Grundsätzlich wirken sich Krisen auf das Reiseverhalten der Menschen aus. Verändert der Ukraine-Krieg auch die Art und Weise, wie wir Urlaub machen?
Der Ukraine-Krieg hat keinen großen Einfluss auf die Wahl der Reiseziele, da Osteuropa ohnehin nicht zu den beliebtesten Urlaubszielen der Deutschen gehört. Es herrscht allerdings eine gewisse Unsicherheit wegen der Inflation. Viele entscheiden sich in diesem Jahr für den günstigeren oder kürzeren Sommerurlaub, weil andere Lebensbereiche deutlich teurer geworden sind. Aber ganz auf den Urlaub verzichten wollen die meisten trotzdem nicht.

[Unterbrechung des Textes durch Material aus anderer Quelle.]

//! Status presentation: which sources fed the stack.

use crate::context::{ContextSlot, ContextStack, SkippedSource};
use crate::error::ApiError;
use serde::Serialize;
use std::path::PathBuf;

/// Snapshot of discovery results for `brush status`.
#[derive(Debug, Clone, Serialize)]
pub struct StatusReport {
    pub version: String,
    #[serde(skip_serializing_if = "Option::is_none")]
    pub root: Option<PathBuf>,
    #[serde(skip_serializing_if = "Option::is_none")]
    pub site: Option<PathBuf>,
    #[serde(skip_serializing_if = "Option::is_none")]
    pub alias: Option<String>,
    pub config_files: Vec<PathBuf>,
    #[serde(skip_serializing_if = "Option::is_none")]
    pub alias_file: Option<PathBuf>,
    pub skipped: Vec<SkippedSource>,
}

impl StatusReport {
    pub fn from_stack(stack: &ContextStack, root: Option<PathBuf>, site: Option<PathBuf>) -> Self {
        let log = stack.load_log();
        Self {
            version: env!("CARGO_PKG_VERSION").to_string(),
            root,
            site,
            alias: stack
                .context(ContextSlot::Alias)
                .map(|ctx| format!("@{}", ctx.name())),
            config_files: log.config_paths().iter().map(|p| p.to_path_buf()).collect(),
            alias_file: log.alias_path().map(|p| p.to_path_buf()),
            skipped: log.skipped().to_vec(),
        }
    }
}

/// Loaded config files on one line, space separated.
pub fn format_status_pipe(report: &StatusReport) -> String {
    report
        .config_files
        .iter()
        .map(|p| p.display().to_string())
        .collect::<Vec<_>>()
        .join(" ")
}

pub fn format_status_text(report: &StatusReport) -> String {
    let mut lines = vec![format!(" {:<21}:  {}", "Brush version", report.version)];
    if let Some(root) = &report.root {
        lines.push(format!(" {:<21}:  {}", "Backdrop root", root.display()));
    }
    if let Some(site) = &report.site {
        lines.push(format!(" {:<21}:  {}", "Site path", site.display()));
    }
    if let Some(alias) = &report.alias {
        lines.push(format!(" {:<21}:  {}", "Alias", alias));
    }
    lines.push(format!(
        " {:<21}:  {}",
        "Brush configuration",
        format_status_pipe(report)
    ));
    if let Some(alias_file) = &report.alias_file {
        lines.push(format!(" {:<21}:  {}", "Alias file", alias_file.display()));
    }
    for skipped in &report.skipped {
        lines.push(format!(
            " {:<21}:  {} ({})",
            "Skipped",
            skipped.path.display(),
            skipped.reason
        ));
    }
    lines.join("\n")
}

pub fn format_status_json(report: &StatusReport) -> Result<String, ApiError> {
    Ok(serde_json::to_string_pretty(report)?)
}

Welche Fazit ziehen Sie reisetechnisch aus den letzten zwei Jahren für die Zukunft?
Es wird auf jeden Fall nicht wieder so, wie es vor der Pandemie war. Wir werden dauerhaft ein höheres Reiseaufkommen im Inland haben, wovon Destinationen in Deutschland profitieren, während Reiseveranstalter mit Auslandsreisen im Angebot leiden werden. Und wir werden langsam aber sicher dazu übergehen, klimabewusster zu Reisen. Das wird lange dauern, weil wir mit einem anderen Reiseverhalten sozialisiert wurden und Verhaltensänderungen Zeit brauchen – aber die Veränderung wird kommen.